- Origin: Norway
- Genres: Blackened thrash metal
- Years active: 1995–present
- Labels: Duplicate

= Infernö =

Infernö is a Norwegian thrash metal band. They formed in 1995, and are currently signed to Duplicate Records.
The band's most known member is Carl-Michael "Aggressor" Eide. He has been a member of Cadaver, Dødheimsgard, Satyricon, Ulver and Ved Buens Ende.

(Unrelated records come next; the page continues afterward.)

use serde::{Deserialize, Serialize};
use std::sync::Arc;
use tracing::{error, info, warn};

use crate::error::{RelayError, Result};
use crate::exec::{CommandRunner, CommandSpec};

/// Supported package managers
#[derive(Debug, Clone, Copy, PartialEq, Eq, Serialize, Deserialize)]
#[serde(rename_all = "lowercase")]
pub enum PackageManagerKind {
    Apt,
    Yum,
    Dnf,
    Zypper,
    Pacman,
}

impl std::fmt::Display for PackageManagerKind {
    fn fmt(&self, f: &mut std::fmt::Formatter<'_>) -> std::fmt::Result {
        match self {
            PackageManagerKind::Apt => write!(f, "apt"),
            PackageManagerKind::Yum => write!(f, "yum"),
            PackageManagerKind::Dnf => write!(f, "dnf"),
            PackageManagerKind::Zypper => write!(f, "zypper"),
            PackageManagerKind::Pacman => write!(f, "pacman"),
        }
    }
}

impl std::str::FromStr for PackageManagerKind {
    type Err = RelayError;

    fn from_str(s: &str) -> Result<Self> {
        match s {
            "apt" | "apt-get" => Ok(PackageManagerKind::Apt),
            "yum" => Ok(PackageManagerKind::Yum),
            "dnf" => Ok(PackageManagerKind::Dnf),
            "zypper" => Ok(PackageManagerKind::Zypper),
            "pacman" => Ok(PackageManagerKind::Pacman),
            other => Err(RelayError::UnsupportedPackageManager(other.to_string())),
        }
    }
}

impl PackageManagerKind {
    /// Packages needed for an authenticated Postfix relay
    pub fn relay_dependencies(&self) -> &'static [&'static str] {
        match self {
            PackageManagerKind::Apt => &[
                "postfix",
                "mailutils",
                "libsasl2-modules",
                "sasl2-bin",
                "ca-certificates",
                "curl",
                "wget",
            ],
            PackageManagerKind::Yum | PackageManagerKind::Dnf => &[
                "postfix",
                "mailx",
                "cyrus-sasl",
                "cyrus-sasl-plain",
                "cyrus-sasl-md5",
                "ca-certificates",
                "curl",
                "wget",
            ],
            PackageManagerKind::Zypper => &[
                "postfix",
                "mailx",
                "cyrus-sasl",
                "cyrus-sasl-plain",
                "ca-certificates",
                "curl",
                "wget",
            ],
            PackageManagerKind::Pacman => &[
                "postfix",
                "s-nail",
                "cyrus-sasl",
                "ca-certificates",
                "curl",
                "wget",
            ],
        }
    }

    fn base(&self) -> CommandSpec {
        match self {
            PackageManagerKind::Apt => {
                CommandSpec::root("apt-get").env("DEBIAN_FRONTEND", "noninteractive")
            }
            PackageManagerKind::Yum => CommandSpec::root("yum"),
            PackageManagerKind::Dnf => CommandSpec::root("dnf"),
            PackageManagerKind::Zypper => CommandSpec::root("zypper").arg("--non-interactive"),
            PackageManagerKind::Pacman => CommandSpec::root("pacman"),
        }
    }

    /// Non-interactive install
    pub fn install_command(&self, packages: &[&str]) -> CommandSpec {
        let spec = match self {
            PackageManagerKind::Apt | PackageManagerKind::Yum | PackageManagerKind::Dnf => {
                self.base().args(["install", "-y"])
            }
            PackageManagerKind::Zypper => self.base().arg("install"),
            PackageManagerKind::Pacman => self.base().args(["-S", "--noconfirm"]),
        };
        spec.args(packages.iter().copied())
    }

    pub fn remove_command(&self, packages: &[&str]) -> CommandSpec {
        let spec = match self {
            PackageManagerKind::Apt | PackageManagerKind::Yum | PackageManagerKind::Dnf => {
                self.base().args(["remove", "-y"])
            }
            PackageManagerKind::Zypper => self.base().arg("remove"),
            PackageManagerKind::Pacman => self.base().args(["-R", "--noconfirm"]),
        };
        spec.args(packages.iter().copied())
    }

    /// Refresh the package index
    pub fn update_command(&self) -> CommandSpec {
        match self {
            PackageManagerKind::Apt => self.base().arg("update"),
            PackageManagerKind::Yum | PackageManagerKind::Dnf => self.base().arg("check-update"),
            PackageManagerKind::Zypper => self.base().arg("refresh"),
            PackageManagerKind::Pacman => self.base().args(["-Sy", "--noconfirm"]),
        }
    }

    /// Unprivileged "is it installed" query
    pub fn query_command(&self, package: &str) -> CommandSpec {
        match self {
            PackageManagerKind::Apt => CommandSpec::new("dpkg").args(["-s", package]),
            PackageManagerKind::Yum | PackageManagerKind::Dnf | PackageManagerKind::Zypper => {
                CommandSpec::new("rpm").args(["-q", package])
            }
            PackageManagerKind::Pacman => CommandSpec::new("pacman").args(["-Q", package]),
        }
    }
}

/// Installs and removes packages with the detected package manager
pub struct PackageManager {
    runner: Arc<dyn CommandRunner>,
    kind: Option<PackageManagerKind>,
}

impl PackageManager {
    pub fn new(runner: Arc<dyn CommandRunner>, kind: Option<PackageManagerKind>) -> Self {
        PackageManager { runner, kind }
    }

    pub fn kind(&self) -> Option<PackageManagerKind> {
        self.kind
    }

    fn require_kind(&self) -> Result<PackageManagerKind> {
        self.kind.ok_or_else(|| {
            error!("No supported package manager found!");
            RelayError::UnsupportedPackageManager("none detected".to_string())
        })
    }

    /// Refresh the package cache
    pub async fn update_package_cache(&self) -> Result<()> {
        let kind = self.require_kind()?;
        let output = self.runner.run(&kind.update_command()).await?;

        // check-update exits 100 when updates are pending
        let refreshed = output.success()
            || (matches!(kind, PackageManagerKind::Yum | PackageManagerKind::Dnf)
                && output.code == Some(100));

        if refreshed {
            Ok(())
        } else {
            Err(RelayError::CommandFailed {
                command: kind.update_command().display(),
                code: output.code,
                stderr: output.stderr.trim().to_string(),
            })
        }
    }

    /// Install packages; a failed cache refresh is logged and ignored
    pub async fn install_packages(&self, packages: &[&str], update_cache: bool) -> Result<()> {
        let kind = self.require_kind()?;

        if update_cache {
            if let Err(e) = self.update_package_cache().await {
                warn!("Failed to update package cache, continuing... ({})", e);
            }
        }

        info!("Installing packages with {}: {:?}", kind, packages);
        self.runner.run_checked(&kind.install_command(packages)).await?;
        Ok(())
    }

    pub async fn remove_packages(&self, packages: &[&str]) -> Result<()> {
        let kind = self.require_kind()?;
        info!("Removing packages with {}: {:?}", kind, packages);
        self.runner.run_checked(&kind.remove_command(packages)).await?;
        Ok(())
    }

    pub async fn check_package_installed(&self, package: &str) -> bool {
        let Some(kind) = self.kind else {
            return false;
        };
        self.runner
            .run(&kind.query_command(package))
            .await
            .map(|output| output.success())
            .unwrap_or(false)
    }

    /// Install the fixed dependency list for the detected manager
    pub async fn install_smtp_relay_dependencies(&self) -> Result<()> {
        let kind = self.require_kind()?;
        let packages = kind.relay_dependencies();
        info!("Installing SMTP relay dependencies: {:?}", packages);
        self.install_packages(packages, true).await
    }
}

He is also a member of Aura Noir and Virus.

==Band members==
Current members
- Hazardous Pussy Desecrator - vocals
- Bestial Tormentor (Olav Knutsen) - bass (Böh, Demon Cleaner, Lamented Souls)
- Necrodevil (Einar Sjursø) - drums (Beyond Dawn, Lamented Souls, Virus (Nor))

===Past members===
- Aggressor (Carl-Michael Eide) - guitars (Cadaver, Dødheimsgard, Satyricon, Ulver, Ved Buens Ende, Aura Noir and Virus)

==Discography==

===Studio releases===
- Utter Hell, 1996
- Downtown Hades, 1997
- Thrash Metal Dogs of Hell, (Single) 2004

===Demos===
- Massacre in Hell, 1995

===Split albums===
- Headbangers against disco vol. 1, 1997
- Überthrash, 2004. 4-way split with Audiopain, Aura Noir and Nocturnal Breed.
- Überthrash II, 2005. 4-way split with Audiopain, Aura Noir and Nocturnal Breed.